04 September, 2007

Why we give ourselves 'The Claw'

The trend towards living vicariously through an electronic intermediary is more obvious today than ever before, with easy opportunities to shop, stalk (sorry, “socially interact”), adopt actual children and most importantly, play football like the ghost of George Best.

The advances since these early games to the modern re-incarnations of the FIFA and ISS (or Pro Evo for those of you born after 1990) series are staggering, so we at STT feel that it’s about time people asked: Are we at the stage where modern console football is better than playing real-life football? You know, outside…on actual grass…physically kicking a ball yourself.

Taking a cursory glance at the obesity of the majority of today’s youth, I’d say it’s pretty obvious where their allegiances lie, but as a slightly (whisper it) older computer gamer, I would always happily throw my friend’s X-Box 360 out of a window given half the chance to nutmeg a real person and call it, or chip an actual goalkeeper. There are even added health and social benefits that I need not spell out, but at the end of the day, personally nothing will ever top that feeling of scoring a wonder-volley or puling off a textbook Maradona spin.

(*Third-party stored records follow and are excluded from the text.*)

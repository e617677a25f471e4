//! Read-side shapes of a lot.

use chrono::NaiveDate;
use serde::{Deserialize, Serialize};

use aquaerp_core::{Money, Pounds};

use crate::{LotId, LotMetrics, LotState};

/// Consistent copy of a lot's fields, taken under the lot's lock.
#[derive(Debug, Clone, PartialEq, Eq, Serialize, Deserialize)]
pub struct LotSnapshot {
    pub lot_id: LotId,
    pub name: String,
    pub variety: String,
    pub start_date: NaiveDate,
    pub estimated_harvest_date: NaiveDate,
    pub state: LotState,
    pub harvested_weight: Pounds,
    pub sold_weight: Pounds,
    pub production_cost: Money,
    pub revenue: Money,
    pub version: u64,
}

/// What `get_lot` / `list_lots` hand out: the snapshot plus derived metrics.
#[derive(Debug, Clone, PartialEq, Eq, Serialize, Deserialize)]
pub struct LotView {
    #[serde(flatten)]
    pub lot: LotSnapshot,
    pub metrics: LotMetrics,
}

impl LotView {
    pub fn new(lot: LotSnapshot, today: NaiveDate) -> Self {
        let metrics = LotMetrics::compute(&lot, today);
        Self { lot, metrics }
    }
}

/// Filter for listing lots.
///
/// Discarded lots are hidden unless `include_discarded` is set or the filter
/// asks for the discarded state explicitly.
#[derive(Debug, Clone, Default, PartialEq, Eq, Serialize, Deserialize)]
pub struct LotFilter {
    pub state: Option<LotState>,
    /// Case-insensitive exact match.
    pub variety: Option<String>,
    #[serde(default)]
    pub include_discarded: bool,
}

impl LotFilter {
    pub fn in_state(state: LotState) -> Self {
        Self {
            state: Some(state),
            ..Self::default()
        }
    }

    pub fn matches(&self, lot: &LotSnapshot) -> bool {
        if let Some(state) = self.state {
            if lot.state != state {
                return false;
            }
        } else if lot.state == LotState::Discarded && !self.include_discarded {
            return false;
        }

        match &self.variety {
            Some(variety) => lot.variety.trim().eq_ignore_ascii_case(variety.trim()),
            None => true,
        }
    }
}
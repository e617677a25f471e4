//! Domain error model.

use thiserror::Error;

use crate::quantity::Pounds;

/// Result type used across the domain layer.
pub type DomainResult<T> = Result<T, DomainError>;

/// Domain-level error.
///
/// Deterministic business failures only (validation, invariants, lifecycle
/// guards). Authorization and storage failures have their own error types.
#[derive(Debug, Error, Clone, PartialEq, Eq)]
pub enum DomainError {
    /// A value failed validation (e.g. a blank lot name).
    #[error("validation failed: {0}")]
    Validation(String),

    /// A domain invariant was violated.
    #[error("invariant violated: {0}")]
    InvariantViolation(String),

    /// An identifier was invalid (e.g. parse failure).
    #[error("invalid identifier: {0}")]
    InvalidId(String),

    /// The lot (or ledger entry) does not exist.
    #[error("not found")]
    NotFound,

    /// A conflict occurred (e.g. stale stream version).
    #[error("conflict: {0}")]
    Conflict(String),

    /// The lifecycle state machine rejected the requested change.
    #[error("invalid transition: {0}")]
    InvalidTransition(String),

    /// The lot has been discarded and accepts no further mutations.
    #[error("lot is discarded")]
    LotDiscarded,

    /// A weight, price or amount was non-positive or off the allowed increment.
    #[error("invalid weight: {0}")]
    InvalidWeight(String),

    /// A sale asked for more pounds than the lot has on hand.
    #[error("insufficient inventory: requested {requested} lb, available {available} lb")]
    InsufficientInventory { requested: Pounds, available: Pounds },
}

impl DomainError {
    pub fn validation(msg: impl Into<String>) -> Self {
        Self::Validation(msg.into())
    }

    pub fn invariant(msg: impl Into<String>) -> Self {
        Self::InvariantViolation(msg.into())
    }

    pub fn invalid_id(msg: impl Into<String>) -> Self {
        Self::InvalidId(msg.into())
    }

    pub fn conflict(msg: impl Into<String>) -> Self {
        Self::Conflict(msg.into())
    }

    pub fn not_found() -> Self {
        Self::NotFound
    }

    pub fn invalid_transition(msg: impl Into<String>) -> Self {
        Self::InvalidTransition(msg.into())
    }

    pub fn invalid_weight(msg: impl Into<String>) -> Self {
        Self::InvalidWeight(msg.into())
    }

    pub fn insufficient_inventory(requested: Pounds, available: Pounds) -> Self {
        Self::InsufficientInventory {
            requested,
            available,
        }
    }
}
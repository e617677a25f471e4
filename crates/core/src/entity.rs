//! Entity trait: identity + continuity across state changes.

/// Entity marker + minimal interface.
///
/// Ledger entries (harvests, sales, cost bookings) are entities: two entries
/// with identical weights and dates are still distinct facts.
pub trait Entity {
    /// Strongly-typed entity identifier.
    type Id: Clone + Eq + core::hash::Hash + core::fmt::Debug;

    /// Returns the entity identifier.
    fn id(&self) -> &Self::Id;
}
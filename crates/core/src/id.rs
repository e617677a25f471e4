//! Strongly-typed identifiers used across the domain.

use core::str::FromStr;
use serde::{Deserialize, Serialize};
use uuid::Uuid;

use crate::error::DomainError;

/// Identifier of an actor (the person or service behind a command).
#[derive(Debug, Copy, Clone, PartialEq, Eq, Hash, PartialOrd, Ord, Serialize, Deserialize)]
#[serde(transparent)]
pub struct ActorId(Uuid);

/// Identifier of an aggregate root (one lot stream).
#[derive(Debug, Copy, Clone, PartialEq, Eq, Hash, PartialOrd, Ord, Serialize, Deserialize)]
#[serde(transparent)]
pub struct AggregateId(Uuid);

/// Identifier of a ledger entry (harvest, sale, or cost booking).
#[derive(Debug, Copy, Clone, PartialEq, Eq, Hash, PartialOrd, Ord, Serialize, Deserialize)]
#[serde(transparent)]
pub struct EntryId(Uuid);

macro_rules! impl_uuid_newtype {
    ($t:ty, $name:literal) => {
        impl $t {
            /// Create a new identifier.
            ///
            /// Uses UUIDv7 (time-ordered). Prefer passing IDs explicitly in tests
            /// for determinism.
            pub fn new() -> Self {
                Self(Uuid::now_v7())
            }

            pub fn from_uuid(uuid: Uuid) -> Self {
                Self(uuid)
            }

            pub fn as_uuid(&self) -> &Uuid {
                &self.0
            }
        }

        impl Default for $t {
            fn default() -> Self {
                Self::new()
            }
        }

        impl core::fmt::Display for $t {
            fn fmt(&self, f: &mut core::fmt::Formatter<'_>) -> core::fmt::Result {
                core::fmt::Display::fmt(&self.0, f)
            }
        }

        impl From<Uuid> for $t {
            fn from(value: Uuid) -> Self {
                Self(value)
            }
        }

        impl From<$t> for Uuid {
            fn from(value: $t) -> Self {
                value.0
            }
        }

        impl FromStr for $t {
            type Err = DomainError;

            fn from_str(s: &str) -> Result<Self, Self::Err> {
                let uuid = Uuid::from_str(s)
                    .map_err(|e| DomainError::invalid_id(format!("{}: {}", $name, e)))?;
                Ok(Self(uuid))
            }
        }
    };
}

impl_uuid_newtype!(ActorId, "ActorId");
impl_uuid_newtype!(AggregateId, "AggregateId");
impl_uuid_newtype!(EntryId, "EntryId");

Don’t get me wrong, I still love the jeering/outright violence that comes from Pro Evo, and there is definitely some perverse satisfaction of waking up the morning after playing a World Cup with what pilots refer to as Carpal Tunnel Syndrome, and what seasoned players will know as ‘the claw.’ At heart, it’s a geek’s game played by absolute hooligans, but herein lies its hook; no matter if you’re fat, thin, tall or short, the Pro Evo field is level. That fat, pale, fast-food dependant friend of yours can compete, and rather than seeing it as a fun football simualtor, he is able to see Matrix-style to the core of the game. Futhermore, nature has seen it fit to offset his natural ‘big bones’ with a secret weapon far beyond the realm of human physicality – fingers more powerful than Lindsey Lohan’s inner thighs.

His moments of glory are emphasised by another key difference between the two schools: when you are put to the sword in Pro Evo, there are no excuses. That childhood injury that stopped you from playing for West Ham, or any amount of cigarettes and booze, do not carry into the electronic realm, making every defeat that bit more wrist-slittingly personal. I’ve seen chairs put through windows, proper punches thrown, and friendships genuinely ruined over those simple polygons. In perhaps the greatest case of bad-sportsmanship I have ever come across, a friend of mine even destroyed his copy of FIFA ’04 after losing and sent a letter, along with the broken pieces of the disc, to EA Sports (makers of the FIFA series) to complain about the standard of the refereeing in the game after what he saw as a perfect goal was disallowed. Suffice to say he didn’t receive a response.

Still not convinced of Pro Evo’s validity in the football realm? Let me put it this way then: computerised football is literally as close as you will actually ever get to destroying Arjen Robben with a tackle of the ferocity normally reserved only for Mortal Kombat fatalities…over and over and over again…

So what are we left with? I guess each mode of the beautiful game has its advantages…perhaps if we were to integrate the best elements of computerised football into the Premier League, that would be a happy compromise. Therefore each player has to be incredibly stoned, and everyone has a magic ‘through-ball’ button then right?